ITAT refusal to amendments in royaltiesAs reported by The Economic Times of India: In what is among the first of many legal battles over the controversial retrospective amendments to the income tax act, the Income Tax Appellate Tribunal has refused to accept the tax department’s reliance on the restrospective amendments in the case of royalties.

The ITAT, in a judgement given on May 28 th, in a case involving B4U international Holdings, said that the reliance on the retrospective amendments did not apply, as the case was also covered by the tax treaty between India and the US. In such a case, the provisions which were beneficial to the taxpayer (the tax treaty) would have to be applied.

The case involved payments made to PanamSat USA for hiring of a transponder by the Mauritius-based assessee, who had an indian representative. The tax department claimed that the Mauritius company had a ‘permanent establishment’ in india and was thus subject to tax here. It also went on to argue that hire charges were royalties and tax should have been deducted on them at source before being paid to PanamSat USA.

Following earlier judgements which went against the tax department in other similar cases, the government amended the law on taxation of royalties earlier this year to nullify the adverse judgements, doing so retrospectively from 1976.

Following the amendments, the tax department used the changes to argue that B4U was in fact subject to tax.
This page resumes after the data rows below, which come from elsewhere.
pub mod claim;
pub mod login;
pub mod renewal;

pub use claim::{ClaimFlow, ClaimOutcome};
pub use login::LoginFlow;
pub use renewal::{RenewalFlow, RenewalOutcome};
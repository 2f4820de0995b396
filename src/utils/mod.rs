pub mod credits;
pub mod logging;

pub use credits::parse_credits;
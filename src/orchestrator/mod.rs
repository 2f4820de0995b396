//! 编排层（Orchestration Layer）
//!
//! ## 层次关系
//!
//! ```text
//! batch::App (处理 Vec<Account>，顺序 + 冷却)
//!     ↓
//! account_runner (处理单个 Account，会话生命周期 + 错误边界)
//!     ↓
//! workflow (login / claim / renewal)
//!     ↓
//! discovery + utils (能力层)
//!     ↓
//! browser::Session (基础设施)
//! ```
//!
//! ## 设计原则
//!
//! 1. **单一职责**：batch 管批次和节流，account_runner 管单个账号
//! 2. **资源隔离**：会话只存在于 account_runner 内，跨账号绝不共享
//! 3. **错误禁闭**：任何错误都不会越过账号边界传播

pub mod account_runner;
pub mod batch;

pub use account_runner::run_account;
pub use batch::App;
/// 程序配置文件
#[derive(Clone, Debug)]
pub struct Config {
    /// 账号配置字符串，格式: 账号1:密码1,账号2:密码2
    pub accounts: String,
    /// 任务类型（签到 / 续费）
    pub task: TaskKind,
    /// 登录页 URL
    pub login_url: String,
    /// 登录后的目标页 URL（签到页或服务器列表页）
    pub target_url: String,
    /// 是否无头模式
    pub headless: bool,
    /// 浏览器窗口宽度
    pub window_width: u32,
    /// 浏览器窗口高度
    pub window_height: u32,
    /// 伪装的 User-Agent
    pub user_agent: String,
    /// 账号之间的冷却秒数
    pub cooldown_secs: u64,
    /// 登录跳转等待上限（秒）
    pub login_timeout_secs: u64,
    /// 元素等待上限（秒）
    pub element_timeout_secs: u64,
    /// 弹窗等待上限（秒）
    pub dialog_timeout_secs: u64,
    /// 点击后的固定缓冲时间（秒）
    pub settle_secs: u64,
    /// 轮询间隔（毫秒）
    pub poll_interval_ms: u64,
    /// 账号出错时是否打印页面源码（排错用）
    pub dump_page_on_error: bool,
}

/// 任务类型
#[derive(Clone, Copy, Debug, PartialEq, Eq)]
pub enum TaskKind {
    /// 每日签到领积分
    Claim,
    /// 服务器续费
    Renew,
}

impl TaskKind {
    /// 从字符串解析任务类型，无法识别时返回 None
    pub fn parse(value: &str) -> Option<Self> {
        match value.trim().to_lowercase().as_str() {
            "claim" => Some(TaskKind::Claim),
            "renew" => Some(TaskKind::Renew),
            _ => None,
        }
    }
}

impl Default for Config {
    fn default() -> Self {
        Self {
            accounts: String::new(),
            task: TaskKind::Claim,
            login_url: "https://console.altr.cc/login".to_string(),
            target_url: "https://console.altr.cc/rewards".to_string(),
            headless: true,
            window_width: 1920,
            window_height: 1080,
            user_agent: "Mozilla/5.0 (Windows NT 10.0; Win64; x64) AppleWebKit/537.36 \
                         (KHTML, like Gecko) Chrome/120.0.0.0 Safari/537.36"
                .to_string(),
            cooldown_secs: 5,
            login_timeout_secs: 20,
            element_timeout_secs: 20,
            dialog_timeout_secs: 3,
            settle_secs: 5,
            poll_interval_ms: 250,
            dump_page_on_error: false,
        }
    }
}

impl Config {
    pub fn from_env() -> Self {
        let default = Self::default();
        Self {
            accounts: std::env::var("CONSOLE_ACCOUNTS").unwrap_or(default.accounts),
            task: std::env::var("TASK_KIND").ok().and_then(|v| TaskKind::parse(&v)).unwrap_or(default.task),
            login_url: std::env::var("LOGIN_URL").unwrap_or(default.login_url),
            target_url: std::env::var("TARGET_URL").unwrap_or(default.target_url),
            headless: std::env::var("HEADLESS").ok().and_then(|v| v.parse().ok()).unwrap_or(default.headless),
            window_width: std::env::var("WINDOW_WIDTH").ok().and_then(|v| v.parse().ok()).unwrap_or(default.window_width),
            window_height: std::env::var("WINDOW_HEIGHT").ok().and_then(|v| v.parse().ok()).unwrap_or(default.window_height),
            user_agent: std::env::var("USER_AGENT").unwrap_or(default.user_agent),
            cooldown_secs: std::env::var("COOLDOWN_SECS").ok().and_then(|v| v.parse().ok()).unwrap_or(default.cooldown_secs),
            login_timeout_secs: std::env::var("LOGIN_TIMEOUT_SECS").ok().and_then(|v| v.parse().ok()).unwrap_or(default.login_timeout_secs),
            element_timeout_secs: std::env::var("ELEMENT_TIMEOUT_SECS").ok().and_then(|v| v.parse().ok()).unwrap_or(default.element_timeout_secs),
            dialog_timeout_secs: std::env::var("DIALOG_TIMEOUT_SECS").ok().and_then(|v| v.parse().ok()).unwrap_or(default.dialog_timeout_secs),
            settle_secs: std::env::var("SETTLE_SECS").ok().and_then(|v| v.parse().ok()).unwrap_or(default.settle_secs),
            poll_interval_ms: std::env::var("POLL_INTERVAL_MS").ok().and_then(|v| v.parse().ok()).unwrap_or(default.poll_interval_ms),
            dump_page_on_error: std::env::var("DUMP_PAGE_ON_ERROR").ok().and_then(|v| v.parse().ok()).unwrap_or(default.dump_page_on_error),
        }
    }

    /// 元素等待上限
    pub fn element_timeout(&self) -> std::time::Duration {
        std::time::Duration::from_secs(self.element_timeout_secs)
    }

    /// 登录跳转等待上限
    pub fn login_timeout(&self) -> std::time::Duration {
        std::time::Duration::from_secs(self.login_timeout_secs)
    }

    /// 轮询间隔
    pub fn poll_interval(&self) -> std::time::Duration {
        std::time::Duration::from_millis(self.poll_interval_ms)
    }
}

#[cfg(test)]
mod tests {
    use super::*;

    #[test]
    fn test_task_kind_parse() {
        assert_eq!(TaskKind::parse("claim"), Some(TaskKind::Claim));
        assert_eq!(TaskKind::parse("Renew"), Some(TaskKind::Renew));
        assert_eq!(TaskKind::parse("  CLAIM  "), Some(TaskKind::Claim));
        assert_eq!(TaskKind::parse("unknown"), None);
    }

    #[test]
    fn test_default_task_is_claim() {
        let config = Config::default();
        assert_eq!(config.task, TaskKind::Claim);
        assert!(config.accounts.is_empty());
    }
}
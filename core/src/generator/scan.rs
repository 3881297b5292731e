use super::*;

/// Picks a random start position for every mine and walks forward, wrapping
/// at the end of the field, until it finds a position without a mine.
///
/// Always terminates since no more mines than cells are ever placed. Layouts
/// are not uniform when the field is dense: runs of mines attract the next
/// placement to the cell right after them.
#[derive(Clone, Debug, PartialEq)]
pub struct ScanMinefieldGenerator {
    seed: u64,
}

impl ScanMinefieldGenerator {
    pub fn new(seed: u64) -> Self {
        Self { seed }
    }
}

impl MinefieldGenerator for ScanMinefieldGenerator {
    fn generate(self, config: FieldConfig) -> MineLayout {
        use rand::prelude::*;

        let config = config.clamped();
        let mut layout = MineLayout::empty(config.size());
        let total_cells = config.total_cells();

        let mut rng = SmallRng::seed_from_u64(self.seed);
        let mines = resolve_mine_count(config.mines, total_cells, &mut rng);

        for _ in 0..mines {
            let start = rng.random_range(0..total_cells);
            let free = (0..total_cells)
                .map(|step| {
                    let index = (u32::from(start) + u32::from(step)) % u32::from(total_cells);
                    // below `total_cells`, so it fits
                    from_linear(index as CellCount, config.width)
                })
                .find(|&coords| !layout.contains_mine(coords));

            match free {
                Some(coords) => layout.place(coords),
                None => break,
            }
        }

        check_mine_count(&layout, mines);
        layout
    }
}
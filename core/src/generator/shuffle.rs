use alloc::vec::Vec;

use super::*;

/// Partial Fisher–Yates shuffle over all positions, every layout with the
/// requested mine count is equally likely.
#[derive(Clone, Debug, PartialEq)]
pub struct ShuffleMinefieldGenerator {
    seed: u64,
}

impl ShuffleMinefieldGenerator {
    pub fn new(seed: u64) -> Self {
        Self { seed }
    }
}

impl MinefieldGenerator for ShuffleMinefieldGenerator {
    fn generate(self, config: FieldConfig) -> MineLayout {
        use rand::prelude::*;

        let config = config.clamped();
        let mut layout = MineLayout::empty(config.size());
        let total_cells = config.total_cells();

        let mut rng = SmallRng::seed_from_u64(self.seed);
        let mines = resolve_mine_count(config.mines, total_cells, &mut rng);

        let mut positions: Vec<CellCount> = (0..total_cells).collect();
        for i in 0..mines {
            let j = rng.random_range(i..total_cells);
            positions.swap(usize::from(i), usize::from(j));
            layout.place(from_linear(positions[usize::from(i)], config.width));
        }

        check_mine_count(&layout, mines);
        layout
    }
}
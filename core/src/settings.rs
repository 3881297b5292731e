use alloc::string::String;
use serde::{Deserialize, Serialize};

use crate::*;

/// Defaults used to start a new game when the player does not pick a size.
///
/// Owned by whoever edits them (a settings dialog, a config file) and handed
/// to [`Minefield::from_settings`].
///
/// ```toml
/// default_size = 16
/// default_mines = -1   # negative picks a count automatically
/// ```
#[derive(Copy, Clone, Debug, PartialEq, Eq, Serialize, Deserialize)]
#[serde(try_from = "RawSettings")]
pub struct Settings {
    default_size: Coord,
    default_mines: MineCount,
}

impl Settings {
    pub const DEFAULT_SIZE: Coord = 16;

    /// Sizes outside `1..=255` are rejected, negative mine counts mean auto.
    pub fn new(size: i32, mines: i32) -> core::result::Result<Self, SettingsError> {
        Ok(Self {
            default_size: check_size(size)?,
            default_mines: MineCount::from_signed(mines),
        })
    }

    pub fn from_toml_str(source: &str) -> core::result::Result<Self, SettingsError> {
        Ok(toml::from_str(source)?)
    }

    pub fn to_toml_string(&self) -> core::result::Result<String, SettingsError> {
        Ok(toml::to_string(self)?)
    }

    pub fn default_size(&self) -> Coord {
        self.default_size
    }

    pub fn default_mines(&self) -> MineCount {
        self.default_mines
    }

    pub fn set_default_size(&mut self, size: i32) -> core::result::Result<(), SettingsError> {
        self.default_size = check_size(size)?;
        log::trace!("Default size set to {}", self.default_size);
        Ok(())
    }

    pub fn set_default_mines(&mut self, mines: MineCount) {
        self.default_mines = mines;
        log::trace!("Default mines set to {:?}", self.default_mines);
    }

    /// Square field of the default size.
    pub fn field_config(&self) -> FieldConfig {
        FieldConfig::square(self.default_size, self.default_mines)
    }
}

impl Default for Settings {
    fn default() -> Self {
        Self {
            default_size: Self::DEFAULT_SIZE,
            default_mines: MineCount::Auto,
        }
    }
}

fn check_size(size: i32) -> core::result::Result<Coord, SettingsError> {
    match Coord::try_from(size) {
        Ok(size) if size >= 1 => Ok(size),
        _ => Err(SettingsError::InvalidSize(size)),
    }
}

#[derive(Deserialize)]
#[serde(default)]
struct RawSettings {
    default_size: i32,
    default_mines: MineCount,
}

impl Default for RawSettings {
    fn default() -> Self {
        let settings = Settings::default();
        Self {
            default_size: settings.default_size.into(),
            default_mines: settings.default_mines,
        }
    }
}

impl TryFrom<RawSettings> for Settings {
    type Error = SettingsError;

    fn try_from(raw: RawSettings) -> core::result::Result<Self, Self::Error> {
        Ok(Self {
            default_size: check_size(raw.default_size)?,
            default_mines: raw.default_mines,
        })
    }
}
//! Minefield model for a single-player mine-uncovering puzzle.
//!
//! A [`Minefield`] owns a grid of [`Cell`]s built from a [`MineLayout`]. Frontends
//! drive it through `reveal`, `flag`, `mark` and `clear_annotation`, read what
//! to draw through [`Minefield::cell_symbol`], and watch [`Minefield::state`].
#![no_std]

extern crate alloc;

pub use cell::*;
pub use config::*;
pub use error::*;
pub use field::*;
pub use generator::*;
pub use settings::*;
pub use types::*;

mod cell;
mod config;
mod error;
mod field;
mod generator;
mod settings;
mod types;
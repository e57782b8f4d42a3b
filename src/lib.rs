// Copyright (c) 2025 Soumyadip Sarkar.
// All rights reserved.
//
// This source code is licensed under the license found in the
// LICENSE file in the root directory of this source tree.

pub mod cli;
pub mod commands;
pub mod config;
pub mod db;
pub mod error;
pub mod models;
pub mod utils;
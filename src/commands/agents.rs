// Copyright (c) 2025 Soumyadip Sarkar.
// All rights reserved.
//
// This source code is licensed under the license found in the
// LICENSE file in the root directory of this source tree.

use crate::error::{LedgerError, LedgerResult, is_constraint_violation};
use crate::models::{Agent, AgentUsage};
use crate::utils::{maybe_print_json, pretty_table};
use anyhow::Result;
use rusqlite::{Connection, OptionalExtension, params};

pub fn find(conn: &Connection, owner: i64, description: &str) -> LedgerResult<Option<Agent>> {
    let agent = conn
        .query_row(
            "SELECT id, description, user_id FROM agents WHERE user_id=?1 AND description=?2",
            params![owner, description],
            |r| {
                Ok(Agent {
                    id: r.get(0)?,
                    description: r.get(1)?,
                    user_id: r.get(2)?,
                })
            },
        )
        .optional()?;
    Ok(agent)
}

pub fn get(conn: &Connection, owner: i64, id: i64) -> LedgerResult<Agent> {
    conn.query_row(
        "SELECT id, description, user_id FROM agents WHERE id=?1 AND user_id=?2",
        params![id, owner],
        |r| {
            Ok(Agent {
                id: r.get(0)?,
                description: r.get(1)?,
                user_id: r.get(2)?,
            })
        },
    )
    .optional()?
    .ok_or(LedgerError::NotFound("agent"))
}

/// Looks the agent up by description and creates it when missing.
///
/// A concurrent creator that wins the race makes our insert fail on the
/// `(description, user_id)` constraint; the row is then re-read instead.
pub fn get_or_create(conn: &Connection, owner: i64, description: &str) -> LedgerResult<Agent> {
    let description = description.trim();
    if description.is_empty() {
        return Err(LedgerError::validation("agent must not be empty"));
    }
    if let Some(agent) = find(conn, owner, description)? {
        return Ok(agent);
    }
    match conn.execute(
        "INSERT INTO agents(description, user_id) VALUES (?1, ?2)",
        params![description, owner],
    ) {
        Ok(_) => {
            tracing::info!(owner, agent = description, "agent created");
            Ok(Agent {
                id: conn.last_insert_rowid(),
                description: description.to_string(),
                user_id: owner,
            })
        }
        Err(e) if is_constraint_violation(&e) => {
            tracing::warn!(owner, agent = description, "agent insert raced, re-reading");
            find(conn, owner, description)?.ok_or_else(|| {
                LedgerError::validation(format!("could not register agent '{}'", description))
            })
        }
        Err(e) => Err(e.into()),
    }
}

/// Agents ordered by how often they appear on transactions and flows.
pub fn list_agents(conn: &Connection, owner: i64) -> LedgerResult<Vec<AgentUsage>> {
    let mut stmt = conn.prepare(
        "SELECT a.id, a.description, a.user_id,
                (SELECT COUNT(*) FROM transactions t WHERE t.agent_id=a.id)
              + (SELECT COUNT(*) FROM flows f WHERE f.agent_id=a.id) AS uses
         FROM agents a
         WHERE a.user_id=?1
         ORDER BY uses DESC, a.description",
    )?;
    let rows = stmt.query_map(params![owner], |r| {
        Ok(AgentUsage {
            agent: Agent {
                id: r.get(0)?,
                description: r.get(1)?,
                user_id: r.get(2)?,
            },
            uses: r.get(3)?,
        })
    })?;
    let mut out = Vec::new();
    for row in rows {
        out.push(row?);
    }
    Ok(out)
}

pub fn handle(conn: &Connection, owner: i64, m: &clap::ArgMatches) -> Result<()> {
    if let Some(("list", sub)) = m.subcommand() {
        let items = list_agents(conn, owner)?;
        if !maybe_print_json(sub.get_flag("json"), sub.get_flag("jsonl"), &items)? {
            let data = items
                .into_iter()
                .map(|a| vec![a.agent.id.to_string(), a.agent.description, a.uses.to_string()])
                .collect();
            println!("{}", pretty_table(&["ID", "Agent", "Uses"], data));
        }
    }
    Ok(())
}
The ITAT argued that given the fact that PanamSat was a US-based company, the provisions of the Indo-US tax treaty were applicable.

It said, “Coming to the argument of [tax department] that the amendment to the Finance Act, 2012 changes the position, we find that there is no change in the DTAA between India and USA. Thus, the amendments have no affect on our decision.” Under the income tax act, if DTAA provisions apply to the taxpayer and are more favourable, they supersede the IT Act.

The ITAT also said that since “payment [was] made from one non-resident to another non-resident outside India on the basis of contract executed outside India,” the IT act could not apply because of the SC judgement in the Vodafone case.